But much of the information emerging from Rojava seemed contradictory and
almost fantastical. To the Turkish government, the territory, which is now
the size of Connecticut and has an estimated 4.6 million inhabitants, was
nothing more than a front for a Turkish group known as the P.K.K., or
Kurdistan Workers’ Party. Since its founding in 1978, the P.K.K., led by
Ocalan, had been fighting for independence from Turkey, hoping to establish
a homeland for the country’s 14 million Kurds. The effort had caused the
deaths of 40,000 people, thousands of them civilians, and led to the
imprisonment of Ocalan. The American State Department designated the P.K.K.
a terrorist organization in 1997. Having failed in Turkey, officials
claimed, the P.K.K. was trying to create a Kurdish homeland amid the
disruption of war. "We will never allow the establishment of a state in
Syria’s north and our south," President Recep Tayyip Erdogan of Turkey said
in June. "We will continue to fight in this regard no matter what it costs."

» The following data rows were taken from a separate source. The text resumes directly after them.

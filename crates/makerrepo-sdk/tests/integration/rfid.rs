use std::time::Duration;

use assert_matches::assert_matches;
use makerrepo_sdk::{
    rfid::{RfidError, Severity, TapAction},
    test_utils::MockNfcReader,
    TapOutcome,
};
use makerrepo_test::{async_test, test_json};
use serde_json::json;
use wiremock::{
    matchers::{body_json, header, method, path},
    Mock, ResponseTemplate,
};

use crate::stored_session_client_with_server;

#[async_test]
async fn test_tap_classification() {
    let cases = [
        (&*test_json::RFID_SIGN_IN, TapAction::SignedIn, "Signed In!", Severity::Success),
        (&*test_json::RFID_SIGN_OUT, TapAction::SignedOut, "Signed Out!", Severity::Warning),
        (
            &*test_json::RFID_UNKNOWN_CARD,
            TapAction::Error,
            "An error has occurred... Please make sure the card is registered",
            Severity::Error,
        ),
        (&*test_json::RFID_ACTION_SIGNED_OUT, TapAction::SignedOut, "Signed Out!", Severity::Warning),
    ];

    for (response, action, message, severity) in cases {
        let (client, server) = stored_session_client_with_server().await;

        Mock::given(method("POST"))
            .and(path("/rfid/card_number"))
            .and(header("authorization", "Bearer 1234"))
            .and(body_json(json!({ "rfid": "04A1B2C3", "space_id": 3 })))
            .respond_with(ResponseTemplate::new(200).set_body_json(response))
            .expect(1)
            .mount(&server)
            .await;

        let outcome = client.rfid(3).handle_tap("04:a1:b2:c3").await;

        assert_matches!(outcome, TapOutcome::Processed(status) => {
            assert_eq!(status.action, action);
            assert_eq!(status.message(), message);
            assert_eq!(status.severity(), severity);
        });
    }
}

#[async_test]
async fn test_unreachable_server_is_an_error_status() {
    let (client, server) = stored_session_client_with_server().await;
    drop(server);

    let handler = client.rfid(1);
    assert_matches!(
        handler.handle_tap("04A1B2C3").await,
        TapOutcome::Processed(status) if status.action == TapAction::Error
    );
}

#[async_test]
async fn test_scanning_publishes_statuses() {
    let (client, server) = stored_session_client_with_server().await;

    Mock::given(method("POST"))
        .and(path("/rfid/card_number"))
        .and(body_json(json!({ "rfid": "DEADBEEF", "space_id": 1 })))
        .respond_with(ResponseTemplate::new(200).set_body_json(&*test_json::RFID_SIGN_OUT))
        .expect(1)
        .mount(&server)
        .await;

    let handler = client.rfid(1);
    let mut statuses = handler.subscribe();
    let (reader, taps) = MockNfcReader::new(true);

    let scanning = tokio::spawn({
        let handler = handler.clone();
        async move { handler.start_scanning(&reader).await }
    });

    taps.send("de:ad:be:ef".to_owned()).unwrap();

    let status = statuses.next().await.flatten().unwrap();
    assert_eq!(status.action, TapAction::SignedOut);
    assert_eq!(status.card_number, "DEADBEEF");

    drop(taps);
    scanning.await.unwrap().unwrap();
}

#[async_test]
async fn test_double_tap_sends_one_request() {
    let (client, server) = stored_session_client_with_server().await;

    Mock::given(method("POST"))
        .and(path("/rfid/card_number"))
        .respond_with(
            ResponseTemplate::new(200)
                .set_body_json(&*test_json::RFID_SIGN_IN)
                .set_delay(Duration::from_millis(300)),
        )
        .expect(1)
        .mount(&server)
        .await;

    let handler = client.rfid(1);
    let (reader, taps) = MockNfcReader::new(true);

    taps.send("04A1B2C3".to_owned()).unwrap();
    taps.send("04A1B2C3".to_owned()).unwrap();
    drop(taps);

    handler.start_scanning(&reader).await.unwrap();

    assert_eq!(handler.status().map(|s| s.action), Some(TapAction::SignedIn));
}

#[async_test]
async fn test_reader_can_only_scan_once() {
    let (client, _server) = stored_session_client_with_server().await;
    let (reader, taps) = MockNfcReader::new(true);
    drop(taps);

    let handler = client.rfid(1);
    handler.start_scanning(&reader).await.unwrap();

    assert_matches!(handler.start_scanning(&reader).await, Err(RfidError::ScanFailed(_)));
}
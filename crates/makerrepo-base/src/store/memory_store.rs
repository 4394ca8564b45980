// Copyright 2025 The MakerRepo Developers
//
// Licensed under the Apache License, Version 2.0 (the "License");
// you may not use this file except in compliance with the License.
// You may obtain a copy of the License at
//
//     http://www.apache.org/licenses/LICENSE-2.0
//
// Unless required by applicable law or agreed to in writing, software
// distributed under the License is distributed on an "AS IS" BASIS,
// WITHOUT WARRANTIES OR CONDITIONS OF ANY KIND, either express or implied.
// See the License for the specific language governing permissions and
// limitations under the License.

use std::{
    collections::BTreeMap,
    sync::{Arc, RwLock as StdRwLock},
};

use async_trait::async_trait;

use super::{Result, SessionStore};

/// In-memory, non-persistent implementation of the `SessionStore`.
///
/// Default if no other is configured at startup.
#[derive(Debug, Clone, Default)]
pub struct MemoryStore {
    items: Arc<StdRwLock<BTreeMap<String, String>>>,
}

impl MemoryStore {
    /// Create a new empty `MemoryStore`.
    pub fn new() -> Self {
        Self::default()
    }
}

#[async_trait]
impl SessionStore for MemoryStore {
    async fn get_item(&self, key: &str) -> Result<Option<String>> {
        Ok(self.items.read().unwrap().get(key).cloned())
    }

    async fn set_item(&self, key: &str, value: String) -> Result<()> {
        self.items.write().unwrap().insert(key.to_owned(), value);
        Ok(())
    }

    async fn remove_item(&self, key: &str) -> Result<()> {
        self.items.write().unwrap().remove(key);
        Ok(())
    }
}
// Copyright 2025 The MakerRepo Developers
//
// Licensed under the Apache License, Version 2.0 (the "License");
// you may not use this file except in compliance with the License.
// You may obtain a copy of the License at
//
//     http://www.apache.org/licenses/LICENSE-2.0
//
// Unless required by applicable law or agreed to in writing, software
// distributed under the License is distributed on an "AS IS" BASIS,
// WITHOUT WARRANTIES OR CONDITIONS OF ANY KIND, either express or implied.
// See the License for the specific language governing permissions and
// limitations under the License.

use std::{
    fmt::{self, Debug},
    sync::{atomic::AtomicU64, Arc, Mutex as StdMutex},
};

use eyeball::SharedObservable;
use http::Method;
use makerrepo_base::{DynSessionStore, SessionStoreExt};
use serde::{de::DeserializeOwned, Serialize};
use url::Url;

use crate::{
    authentication::AuthState,
    config::{Environment, RequestConfig},
    deduplicating_handler::DeduplicatingHandler,
    http_client::HttpClient,
    staff_dashboard::SpaceRoster,
    Account, HttpError, Printers, Result, RfidTapHandler, RouteGuard, Shifts, StaffDashboard,
    TrainingSessions,
};

mod builder;

pub use self::builder::ClientBuilder;

/// A request body serializing to `{}`.
#[derive(Debug, Serialize)]
pub(crate) struct EmptyObject {}

/// An async/await enabled MakerRepo client.
///
/// All of the state is held in an `Arc` so the `Client` can be cloned
/// freely.
#[derive(Clone)]
pub struct Client {
    pub(crate) inner: Arc<ClientInner>,
}

pub(crate) struct ClientInner {
    environment: Environment,
    /// The URL every route is joined to. Always ends with a slash.
    base_url: Url,
    http_client: HttpClient,
    session_store: Arc<DynSessionStore>,
    /// The outcome of the latest session check, login or logout.
    pub(crate) auth_state: SharedObservable<AuthState>,
    /// Concurrent session checks share a single request.
    pub(crate) session_check: DeduplicatingHandler<(), AuthState>,
    /// The latest roster of the staff member's current space.
    pub(crate) roster: SharedObservable<Option<SpaceRoster>>,
    /// Concurrent roster refreshes share a single request.
    pub(crate) roster_refresh: DeduplicatingHandler<(), SpaceRoster>,
    /// The number of the next roster fetch.
    pub(crate) roster_fetches: AtomicU64,
    /// One past the number of the fetch the cached roster came from.
    pub(crate) roster_cached_from: StdMutex<u64>,
}

impl ClientInner {
    fn new(
        environment: Environment,
        base_url: Url,
        http_client: HttpClient,
        session_store: Arc<DynSessionStore>,
    ) -> Arc<Self> {
        Arc::new(Self {
            environment,
            base_url,
            http_client,
            session_store,
            auth_state: SharedObservable::new(AuthState::Unchecked),
            session_check: DeduplicatingHandler::default(),
            roster: SharedObservable::new(None),
            roster_refresh: DeduplicatingHandler::default(),
            roster_fetches: AtomicU64::new(0),
            roster_cached_from: StdMutex::new(0),
        })
    }
}

#[cfg(not(tarpaulin_include))]
impl Debug for Client {
    fn fmt(&self, fmt: &mut fmt::Formatter<'_>) -> fmt::Result {
        fmt.debug_struct("Client")
            .field("environment", &self.inner.environment)
            .field("base_url", &self.inner.base_url.as_str())
            .finish_non_exhaustive()
    }
}

impl Client {
    /// Create a new [`Client`] for the given environment with the default
    /// configuration.
    ///
    /// The session lives in memory only; use [`Client::builder()`] to
    /// persist it.
    pub fn new(environment: Environment) -> Result<Self, crate::ClientBuildError> {
        Self::builder().environment(environment).build()
    }

    /// Create a new [`ClientBuilder`].
    pub fn builder() -> ClientBuilder {
        ClientBuilder::new()
    }

    /// The environment this client was built for.
    pub fn environment(&self) -> Environment {
        self.inner.environment
    }

    /// The URL every route is resolved against.
    pub fn base_url(&self) -> &Url {
        &self.inner.base_url
    }

    /// The store the session is persisted in.
    pub fn session_store(&self) -> &DynSessionStore {
        &*self.inner.session_store
    }

    /// The request configuration used when none is given explicitly.
    pub fn request_config(&self) -> RequestConfig {
        self.inner.http_client.request_config
    }

    /// Resolve `route` against the base URL.
    ///
    /// A single leading slash is stripped, so `/hours` and `hours` resolve
    /// to the same URL. The route may carry a query string.
    pub fn endpoint(&self, route: &str) -> Result<Url, HttpError> {
        let route = route.strip_prefix('/').unwrap_or(route);
        Ok(self.inner.base_url.join(route)?)
    }

    /// Send a `GET` request to `route` and decode the JSON response.
    pub async fn get<R: DeserializeOwned>(&self, route: &str) -> Result<R> {
        self.send::<(), R>(Method::GET, route, None, None).await
    }

    /// Send a `PUT` request to `route` with a JSON body.
    pub async fn put<B, R>(&self, route: &str, body: &B) -> Result<R>
    where
        B: Serialize + Sync + ?Sized,
        R: DeserializeOwned,
    {
        self.send(Method::PUT, route, Some(body), None).await
    }

    /// Send a `POST` request to `route` with a JSON body.
    pub async fn post<B, R>(&self, route: &str, body: &B) -> Result<R>
    where
        B: Serialize + Sync + ?Sized,
        R: DeserializeOwned,
    {
        self.send(Method::POST, route, Some(body), None).await
    }

    /// Send a `PATCH` request to `route` with a JSON body.
    pub async fn patch<B, R>(&self, route: &str, body: &B) -> Result<R>
    where
        B: Serialize + Sync + ?Sized,
        R: DeserializeOwned,
    {
        self.send(Method::PATCH, route, Some(body), None).await
    }

    /// Send an arbitrary request to `route`.
    ///
    /// The bearer token is read from the session store right before the
    /// request goes out and the `Authorization` header is left out when
    /// there is none. `config` overrides the client's [`RequestConfig`] for
    /// this request only.
    pub async fn send<B, R>(
        &self,
        method: Method,
        route: &str,
        body: Option<&B>,
        config: Option<RequestConfig>,
    ) -> Result<R>
    where
        B: Serialize + Sync + ?Sized,
        R: DeserializeOwned,
    {
        let url = self.endpoint(route)?;
        self.send_to(method, url, body, config).await
    }

    pub(crate) async fn send_to<B, R>(
        &self,
        method: Method,
        url: Url,
        body: Option<&B>,
        config: Option<RequestConfig>,
    ) -> Result<R>
    where
        B: Serialize + Sync + ?Sized,
        R: DeserializeOwned,
    {
        let access_token = self.session_store().get_token().await?;

        Ok(self
            .inner
            .http_client
            .send(method, url, body, access_token.as_deref(), config)
            .await?)
    }

    /// Get the [`RouteGuard`] deciding which views may be shown.
    pub fn route_guard(&self) -> RouteGuard {
        RouteGuard::new(self.clone())
    }

    /// Get the staff dashboard of the logged in staff member.
    pub fn staff_dashboard(&self) -> StaffDashboard {
        StaffDashboard::new(self.clone())
    }

    /// Get the training sessions handle.
    pub fn training_sessions(&self) -> TrainingSessions {
        TrainingSessions::new(self.clone())
    }

    /// Get the shift schedules handle.
    pub fn shifts(&self) -> Shifts {
        Shifts::new(self.clone())
    }

    /// Get the printers handle.
    pub fn printers(&self) -> Printers {
        Printers::new(self.clone())
    }

    /// Get the account handle, for profiles, hours and support requests.
    pub fn account(&self) -> Account {
        Account::new(self.clone())
    }

    /// Create a handler signing people in and out of the space `space_id`
    /// with their RFID cards.
    pub fn rfid(&self, space_id: u64) -> RfidTapHandler {
        RfidTapHandler::new(self.clone(), space_id)
    }
}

But to sympathetic Western visitors, Rojava was something else entirely: a
place where the seeds of the Arab Spring promised to blossom into utopia.
"What you are doing," said Raymond Joliffe, a member of Britain’s House of
Lords, during a trip in May 2015, "is a unique experiment that deserves to
succeed." A Dutch professor named Jan Best de Vries arrived in December 2014
and donated $10,000 to help buy books for Kurdish university students. David
Graeber, a founder of Occupy Wall Street, visited that same month and wrote
before his trip that "the autonomous region of Rojava, as it exists today,
is one of few bright spots--albeit a very bright one--to emerge from the
tragedy of the Syrian revolution."

In May, I saw an announcement on Facebook for the Mesopotamian Social
Sciences Academy, a new, coed university in Rojava’s de facto capital,
Qamishli. This in itself was revolutionary. For years, Bashar al-Assad and
his father, Hafez, forbade many Syrian Kurds to study. In ISIS territory
just 15 miles away, Kurdish girls were routinely tortured for being
Westernized heretics--sometimes tied by their ponytails to car bumpers and
dragged to their deaths. In Rojava, they were being educated.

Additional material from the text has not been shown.